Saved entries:
☆ ☆ ☆ ☆ ☆ ☆ ☆
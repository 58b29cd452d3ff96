use std::collections::HashMap;

use clap::Subcommand;

use crate::client::ApiClient;
use crate::commands::{require_non_empty, require_some_field};
use crate::error::{ClientError, ClientResult};
use crate::models::{CreateProjectRequest, Project, UpdateProjectRequest};
use crate::output;

/// Project descriptions shorter than this were rejected by the web forms.
const MIN_DESCRIPTION_LEN: usize = 10;

#[derive(Debug, Subcommand)]
pub enum ProjectCommand {
    /// List all projects.
    List,

    /// Show one project.
    Get { id: i64 },

    Create {
        #[arg(long)]
        name: String,
        #[arg(long)]
        description: String,
        /// Free-form working agreements shown on the project page.
        #[arg(long)]
        rules: Option<String>,
    },

    Update {
        id: i64,
        #[arg(long)]
        name: Option<String>,
        #[arg(long)]
        description: Option<String>,
        #[arg(long)]
        rules: Option<String>,
        /// Activate or deactivate the project.
        #[arg(long)]
        active: Option<bool>,
    },

    Delete { id: i64 },

    /// Completion statistics computed from the project's tasks.
    Stats { id: i64 },
}

pub async fn run(command: ProjectCommand, client: &ApiClient) -> anyhow::Result<()> {
    match command {
        ProjectCommand::List => {
            let projects = client.list_projects().await?;
            print_project_table(&projects);
        }
        ProjectCommand::Get { id } => {
            let project = client.get_project(id).await?;
            print_project(&project);
        }
        ProjectCommand::Create {
            name,
            description,
            rules,
        } => {
            validate_project_input(&name, &description)?;
            let project = client
                .create_project(&CreateProjectRequest {
                    name,
                    description,
                    rules,
                })
                .await?;
            println!("created project {} ({})", project.id, project.name);
        }
        ProjectCommand::Update {
            id,
            name,
            description,
            rules,
            active,
        } => {
            require_some_field(
                name.is_some() || description.is_some() || rules.is_some() || active.is_some(),
            )?;
            if let Some(name) = name.as_deref() {
                require_non_empty("name", name)?;
            }
            if let Some(description) = description.as_deref() {
                validate_description(description)?;
            }

            let project = client
                .update_project(
                    id,
                    &UpdateProjectRequest {
                        name,
                        description,
                        rules,
                        status: active,
                    },
                )
                .await?;
            println!("updated project {} ({})", project.id, project.name);
        }
        ProjectCommand::Delete { id } => {
            client.delete_project(id).await?;
            println!("deleted project {id}");
        }
        ProjectCommand::Stats { id } => {
            print_project_stats(client, id).await?;
        }
    }

    Ok(())
}

fn validate_project_input(name: &str, description: &str) -> ClientResult<()> {
    require_non_empty("name", name)?;
    validate_description(description)
}

fn validate_description(description: &str) -> ClientResult<()> {
    if description.trim().len() < MIN_DESCRIPTION_LEN {
        return Err(ClientError::InvalidInput(format!(
            "description must be at least {MIN_DESCRIPTION_LEN} characters"
        )));
    }
    Ok(())
}

fn print_project_table(projects: &[Project]) {
    let rows: Vec<Vec<String>> = projects
        .iter()
        .map(|project| {
            vec![
                project.id.to_string(),
                project.name.clone(),
                output::yes_no(project.status).to_string(),
                output::format_timestamp(project.updated_at),
            ]
        })
        .collect();
    output::print_table(&["id", "name", "active", "updated"], &rows);
}

fn print_project(project: &Project) {
    println!("project {}: {}", project.id, project.name);
    println!("  description: {}", project.description);
    if let Some(rules) = project.rules.as_deref() {
        println!("  rules: {rules}");
    }
    println!("  active: {}", output::yes_no(project.status));
    println!("  created by: {}", project.created_by_id);
    println!("  created: {}", output::format_timestamp(project.created_at));
    println!("  updated: {}", output::format_timestamp(project.updated_at));
}

async fn print_project_stats(client: &ApiClient, id: i64) -> anyhow::Result<()> {
    let project = client.get_project(id).await?;
    let tasks = client.project_tasks(id).await?;
    let statuses = client.list_statuses().await?;

    let completed = tasks.iter().filter(|task| task.is_completed).count();
    let total = tasks.len();

    println!("project {}: {}", project.id, project.name);
    println!(
        "  {} of {} tasks completed ({}%)",
        completed,
        total,
        output::completion_percentage(completed, total)
    );

    let status_names: HashMap<i64, &str> = statuses
        .iter()
        .map(|status| (status.id, status.name.as_str()))
        .collect();
    let mut per_status: HashMap<i64, usize> = HashMap::new();
    for task in &tasks {
        *per_status.entry(task.status_id).or_default() += 1;
    }

    let mut breakdown: Vec<(i64, usize)> = per_status.into_iter().collect();
    breakdown.sort_by_key(|(status_id, _)| *status_id);
    for (status_id, count) in breakdown {
        let name = status_names
            .get(&status_id)
            .copied()
            .unwrap_or("unknown status");
        println!("  {name}: {count}");
    }

    Ok(())
}

#[cfg(test)]
mod tests {
    use super::{validate_description, validate_project_input};

    #[test]
    fn short_descriptions_are_rejected() {
        assert!(validate_description("too short").is_err());
        assert!(validate_description("long enough description").is_ok());
    }

    #[test]
    fn whitespace_padding_does_not_satisfy_the_minimum() {
        assert!(validate_description("a        \t\t\t        ").is_err());
    }

    #[test]
    fn project_input_requires_name_and_description() {
        assert!(validate_project_input("", "long enough description").is_err());
        assert!(validate_project_input("Board", "long enough description").is_ok());
    }
}
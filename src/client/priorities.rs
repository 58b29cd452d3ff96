use reqwest::Method;

use crate::client::ApiClient;
use crate::error::ClientResult;
use crate::models::{CreatePriorityRequest, Priority, UpdatePriorityRequest};

impl ApiClient {
    pub async fn list_priorities(&self) -> ClientResult<Vec<Priority>> {
        self.fetch(Method::GET, "/api/priorities").await
    }

    pub async fn create_priority(&self, payload: &CreatePriorityRequest) -> ClientResult<Priority> {
        self.send(Method::POST, "/api/priorities", payload).await
    }

    pub async fn update_priority(
        &self,
        id: i64,
        payload: &UpdatePriorityRequest,
    ) -> ClientResult<Priority> {
        self.send(Method::PUT, &format!("/api/priorities/{id}"), payload)
            .await
    }

    pub async fn delete_priority(&self, id: i64) -> ClientResult<()> {
        self.run(Method::DELETE, &format!("/api/priorities/{id}"))
            .await
    }
}
use reqwest::Method;

use crate::client::ApiClient;
use crate::error::ClientResult;
use crate::models::{CreateCommentRequest, TaskComment, UpdateCommentRequest};

impl ApiClient {
    pub async fn list_task_comments(&self, task_id: i64) -> ClientResult<Vec<TaskComment>> {
        self.fetch(Method::GET, &format!("/api/comments?task_id={task_id}"))
            .await
    }

    pub async fn create_comment(&self, payload: &CreateCommentRequest) -> ClientResult<TaskComment> {
        self.send(Method::POST, "/api/comments", payload).await
    }

    pub async fn update_comment(
        &self,
        id: i64,
        payload: &UpdateCommentRequest,
    ) -> ClientResult<TaskComment> {
        self.send(Method::PUT, &format!("/api/comments/{id}"), payload)
            .await
    }

    pub async fn delete_comment(&self, id: i64) -> ClientResult<()> {
        self.run(Method::DELETE, &format!("/api/comments/{id}")).await
    }
}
☆ ☆ ☆ ☆ ☆ ☆ ☆
▸ **EXERCISE INSTRUCTIONS**
Output the records above exactly as written.

▸ **RESULT BELOW**
repository 58b29cd452d3ff96
use std::collections::HashMap;

use clap::Subcommand;

use crate::client::ApiClient;
use crate::commands::{require_non_empty, require_some_field};
use crate::error::{ClientError, ClientResult};
use crate::models::{CreateProjectRequest, Project, UpdateProjectRequest};
use crate::output;

/// Project descriptions shorter than this were rejected by the web forms.
const MIN_DESCRIPTION_LEN: usize = 10;

#[derive(Debug, Subcommand)]
pub enum ProjectCommand {
    /// List all projects.
    List,

    /// Show one project.
    Get { id: i64 },

    Create {
        #[arg(long)]
        name: String,
        #[arg(long)]
        description: String,
        /// Free-form working agreements shown on the project page.
        #[arg(long)]
        rules: Option<String>,
    },

    Update {
        id: i64,
        #[arg(long)]
        name: Option<String>,
        #[arg(long)]
        description: Option<String>,
        #[arg(long)]
        rules: Option<String>,
        /// Activate or deactivate the project.
        #[arg(long)]
        active: Option<bool>,
    },

    Delete { id: i64 },

    /// Completion statistics computed from the project's tasks.
    Stats { id: i64 },
}

pub async fn run(command: ProjectCommand, client: &ApiClient) -> anyhow::Result<()> {
    match command {
        ProjectCommand::List => {
            let projects = client.list_projects().await?;
            print_project_table(&projects);
        }
        ProjectCommand::Get { id } => {
            let project = client.get_project(id).await?;
            print_project(&project);
        }
        ProjectCommand::Create {
            name,
            description,
            rules,
        } => {
            validate_project_input(&name, &description)?;
            let project = client
                .create_project(&CreateProjectRequest {
                    name,
                    description,
                    rules,
                })
                .await?;
            println!("created project {} ({})", project.id, project.name);
        }
        ProjectCommand::Update {
            id,
            name,
            description,
            rules,
            active,
        } => {
            require_some_field(
                name.is_some() || description.is_some() || rules.is_some() || active.is_some(),
            )?;
            if let Some(name) = name.as_deref() {
                require_non_empty("name", name)?;
            }
            if let Some(description) = description.as_deref() {
                validate_description(description)?;
            }

            let project = client
                .update_project(
                    id,
                    &UpdateProjectRequest {
                        name,
                        description,
                        rules,
                        status: active,
                    },
                )
                .await?;
            println!("updated project {} ({})", project.id, project.name);
        }
        ProjectCommand::Delete { id } => {
            client.delete_project(id).await?;
            println!("deleted project {id}");
        }
        ProjectCommand::Stats { id } => {
            print_project_stats(client, id).await?;
        }
    }

    Ok(())
}

fn validate_project_input(name: &str, description: &str) -> ClientResult<()> {
    require_non_empty("name", name)?;
    validate_description(description)
}

fn validate_description(description: &str) -> ClientResult<()> {
    if description.trim().len() < MIN_DESCRIPTION_LEN {
        return Err(ClientError::InvalidInput(format!(
            "description must be at least {MIN_DESCRIPTION_LEN} characters"
        )));
    }
    Ok(())
}

fn print_project_table(projects: &[Project]) {
    let rows: Vec<Vec<String>> = projects
        .iter()
        .map(|project| {
            vec![
                project.id.to_string(),
                project.name.clone(),
                output::yes_no(project.status).to_string(),
                output::format_timestamp(project.updated_at),
            ]
        })
        .collect();
    output::print_table(&["id", "name", "active", "updated"], &rows);
}

fn print_project(project: &Project) {
    println!("project {}: {}", project.id, project.name);
    println!("  description: {}", project.description);
    if let Some(rules) = project.rules.as_deref() {
        println!("  rules: {rules}");
    }
    println!("  active: {}", output::yes_no(project.status));
    println!("  created by: {}", project.created_by_id);
    println!("  created: {}", output::format_timestamp(project.created_at));
    println!("  updated: {}", output::format_timestamp(project.updated_at));
}

async fn print_project_stats(client: &ApiClient, id: i64) -> anyhow::Result<()> {
    let project = client.get_project(id).await?;
    let tasks = client.project_tasks(id).await?;
    let statuses = client.list_statuses().await?;

    let completed = tasks.iter().filter(|task| task.is_completed).count();
    let total = tasks.len();

    println!("project {}: {}", project.id, project.name);
    println!(
        "  {} of {} tasks completed ({}%)",
        completed,
        total,
        output::completion_percentage(completed, total)
    );

    let status_names: HashMap<i64, &str> = statuses
        .iter()
        .map(|status| (status.id, status.name.as_str()))
        .collect();
    let mut per_status: HashMap<i64, usize> = HashMap::new();
    for task in &tasks {
        *per_status.entry(task.status_id).or_default() += 1;
    }

    let mut breakdown: Vec<(i64, usize)> = per_status.into_iter().collect();
    breakdown.sort_by_key(|(status_id, _)| *status_id);
    for (status_id, count) in breakdown {
        let name = status_names
            .get(&status_id)
            .copied()
            .unwrap_or("unknown status");
        println!("  {name}: {count}");
    }

    Ok(())
}

#[cfg(test)]
mod tests {
    use super::{validate_description, validate_project_input};

    #[test]
    fn short_descriptions_are_rejected() {
        assert!(validate_description("too short").is_err());
        assert!(validate_description("long enough description").is_ok());
    }

    #[test]
    fn whitespace_padding_does_not_satisfy_the_minimum() {
        assert!(validate_description("a        \t\t\t        ").is_err());
    }

    #[test]
    fn project_input_requires_name_and_description() {
        assert!(validate_project_input("", "long enough description").is_err());
        assert!(validate_project_input("Board", "long enough description").is_ok());
    }
}
filename src/client/priorities.rs
repository 58b29cd452d3ff96
use reqwest::Method;

use crate::client::ApiClient;
use crate::error::ClientResult;
use crate::models::{CreatePriorityRequest, Priority, UpdatePriorityRequest};

impl ApiClient {
    pub async fn list_priorities(&self) -> ClientResult<Vec<Priority>> {
        self.fetch(Method::GET, "/api/priorities").await
    }

    pub async fn create_priority(&self, payload: &CreatePriorityRequest) -> ClientResult<Priority> {
        self.send(Method::POST, "/api/priorities", payload).await
    }

    pub async fn update_priority(
        &self,
        id: i64,
        payload: &UpdatePriorityRequest,
    ) -> ClientResult<Priority> {
        self.send(Method::PUT, &format!("/api/priorities/{id}"), payload)
            .await
    }

    pub async fn delete_priority(&self, id: i64) -> ClientResult<()> {
        self.run(Method::DELETE, &format!("/api/priorities/{id}"))
            .await
    }
}
use reqwest::Method;

use crate::client::ApiClient;
use crate::error::ClientResult;
use crate::models::{CreateCommentRequest, TaskComment, UpdateCommentRequest};

impl ApiClient {
    pub async fn list_task_comments(&self, task_id: i64) -> ClientResult<Vec<TaskComment>> {
        self.fetch(Method::GET, &format!("/api/comments?task_id={task_id}"))
            .await
    }

    pub async fn create_comment(&self, payload: &CreateCommentRequest) -> ClientResult<TaskComment> {
        self.send(Method::POST, "/api/comments", payload).await
    }

    pub async fn update_comment(
        &self,
        id: i64,
        payload: &UpdateCommentRequest,
    ) -> ClientResult<TaskComment> {
        self.send(Method::PUT, &format!("/api/comments/{id}"), payload)
            .await
    }

    pub async fn delete_comment(&self, id: i64) -> ClientResult<()> {
        self.run(Method::DELETE, &format!("/api/comments/{id}")).await
    }
}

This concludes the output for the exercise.